La Banque Nationale Suisse renonce à la rigueur

Publié le 14 septembre 2011 par Copeau @Contrepoints

Les lobbies industriels se sentaient menacés par le franc fort : la BNS les rassure.

Une brève publiée en collaboration avec l’ALEPS(*)

Le Franc Suisse a été géré depuis des décennies avec une (relative) rigueur. C’est ce qui lui a valu de s’apprécier de près de 50 % en dix ans, et depuis l’an dernier sa valeur a encore augmenté de 11% ou plus contre l’euro ou 15 % contre le dollar américain.

Revers de la médaille : les factures présentées par les exportateurs suisses sont plus lourdes pour les clients. Certaines entreprises suisses (notamment dans la mécanique de précision) ont perdu en compétitivité, et craignent de voir leurs marchés extérieurs se dérober.

C’est une vielle lune qui veut que les pays à monnaie forte soient pénalisés dans la concurrence mondiale, et qu’à l’inverse une bonne dévaluation pouvait être « compétitive ». On nous a servi le refrain avec l’euro fort, ce qui n’a pas empêché les Allemands d’être les deuxièmes exportateurs du monde –derrière la Chine.

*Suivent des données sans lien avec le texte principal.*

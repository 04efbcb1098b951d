//! Kafka notification producer implementation.
//!
//! Publishes notifications to a single topic through an `rdkafka`
//! `FutureProducer` and waits for the broker acknowledgement of every message.

use super::error::{ProducerError, ProducerResult};
use super::normalizer::Normalizer;
use super::producer::NotificationProducer;
use crate::config::KafkaSettings;
use crate::models::Notification;
use anyhow::Context;
use async_trait::async_trait;
use rdkafka::ClientConfig;
use rdkafka::producer::{FutureProducer, FutureRecord, Producer};
use rdkafka::util::Timeout;
use std::time::Duration;

const PRODUCER_NAME: &str = "kafka";

/// Kafka notification producer
///
/// Messages carry no key, so the partitioner spreads them across the topic.
///
/// # Example
/// ```ignore
/// let settings = KafkaSettings {
///     brokers: vec!["localhost:9092".to_string()],
///     topic: "notifications".to_string(),
///     ..Default::default()
/// };
/// let producer = KafkaProducer::connect(&settings, Normalizer::default()).await?;
/// producer.send(Notification::system_announcement("Title", "Body")).await?;
/// producer.close().await?;
/// ```
pub struct KafkaProducer {
    producer: FutureProducer,
    topic: String,
    normalizer: Normalizer,
    flush_timeout: Duration,
}

impl KafkaProducer {
    /// Creates the producer and verifies that the brokers are reachable
    ///
    /// Broker contact is checked by fetching the topic metadata within
    /// `connect_timeout_ms`.
    ///
    /// # Errors
    /// `ProducerError::Connection` if the client cannot be created or the
    /// brokers do not answer in time
    pub async fn connect(settings: &KafkaSettings, normalizer: Normalizer) -> ProducerResult<Self> {
        if settings.brokers.is_empty() {
            return Err(ProducerError::connection(
                PRODUCER_NAME,
                anyhow::anyhow!("at least one broker address is required"),
            ));
        }

        let producer: FutureProducer = Self::client_config(settings)
            .create()
            .context("failed to create Kafka producer")
            .map_err(|e| ProducerError::connection(PRODUCER_NAME, e))?;

        let probe = producer.clone();
        let topic = settings.topic.clone();
        let timeout = Duration::from_millis(settings.connect_timeout_ms);
        tokio::task::spawn_blocking(move || {
            probe
                .client()
                .fetch_metadata(Some(topic.as_str()), Timeout::After(timeout))
                .map(|_| ())
        })
        .await
        .context("broker probe task failed")
        .and_then(|result| {
            result.with_context(|| {
                format!("failed to reach brokers {}", settings.brokers.join(","))
            })
        })
        .map_err(|e| ProducerError::connection(PRODUCER_NAME, e))?;

        tracing::info!(
            brokers = %settings.brokers.join(","),
            topic = %settings.topic,
            "Kafka producer connected"
        );

        Ok(Self {
            producer,
            topic: settings.topic.clone(),
            normalizer,
            flush_timeout: Duration::from_millis(settings.message_timeout_ms),
        })
    }

    /// Builds the librdkafka client configuration
    fn client_config(settings: &KafkaSettings) -> ClientConfig {
        let mut config = ClientConfig::new();
        config
            .set("bootstrap.servers", settings.brokers.join(","))
            .set("acks", &settings.acks)
            .set("message.timeout.ms", settings.message_timeout_ms.to_string());
        config
    }
}

#[async_trait]
impl NotificationProducer for KafkaProducer {
    /// Sends a notification to the configured topic
    ///
    /// Completes once the broker acknowledged the message or the delivery
    /// failed.
    async fn send(&self, notification: Notification) -> ProducerResult<()> {
        let (notification, payload) = self.normalizer.encode(PRODUCER_NAME, notification)?;

        let record = FutureRecord::<(), _>::to(&self.topic).payload(&payload);
        let delivery = self
            .producer
            .send(record, Timeout::Never)
            .await
            .map_err(|(e, _)| e)
            .context("failed to send message")
            .map_err(|e| ProducerError::transport(PRODUCER_NAME, e))?;

        tracing::debug!(
            id = %notification.id,
            topic = %self.topic,
            ?delivery,
            "Notification delivered to Kafka"
        );

        Ok(())
    }

    /// Flushes messages still queued in the client
    async fn close(&self) -> ProducerResult<()> {
        let producer = self.producer.clone();
        let timeout = self.flush_timeout;
        tokio::task::spawn_blocking(move || producer.flush(Timeout::After(timeout)))
            .await
            .context("flush task failed")
            .and_then(|result| result.context("failed to flush Kafka producer"))
            .map_err(|e| ProducerError::transport(PRODUCER_NAME, e))?;

        tracing::info!(topic = %self.topic, "Kafka producer closed");
        Ok(())
    }

    fn name(&self) -> &'static str {
        PRODUCER_NAME
    }
}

Comme l’a rappelé avec talent Victoria Curzon-Price, Professeur à l’Université de Genève, dans un article paru dans le journal financier Agefi de Genève, et sur le site de l’IREF (dont elle est administrateur) www.irefeurope.org, les pays à monnaie forte sont d’autant plus performants que leur position les oblige en permanence à innover, à s’adapter, pour garder leurs parts de marché. Une monnaie forte est un stimulant pour les entreprises, mises dans l’obligation de faire encore mieux, tandis que d’autres entreprises dans les pays à monnaie faible se croient mieux protégées et en oublient tout effort d’adaptation. En conclusion de cet article, Victoria Curzon-Price, qui entendait les cris des groupes industriels helvétiques, recommandait à la Banque Nationale de Suisse de surtout ne rien faire qui puisse affaiblir le Franc.

Or, mardi, la BNS s’est déclarée prête à combattre la « spéculation contre le Franc suisse », et a fixé une parité plancher franc/euro à 1,20 franc pour 1 euro. Elle est donc prête à racheter toute devise étrangère et pour ce faire à émettre autant de franc suisse qu’il faudra pour dévaloriser sa propre monnaie. Tout se passe comme s’il y avait le feu au lac…

Lire aussi : Et la Suisse adopta l’Euro.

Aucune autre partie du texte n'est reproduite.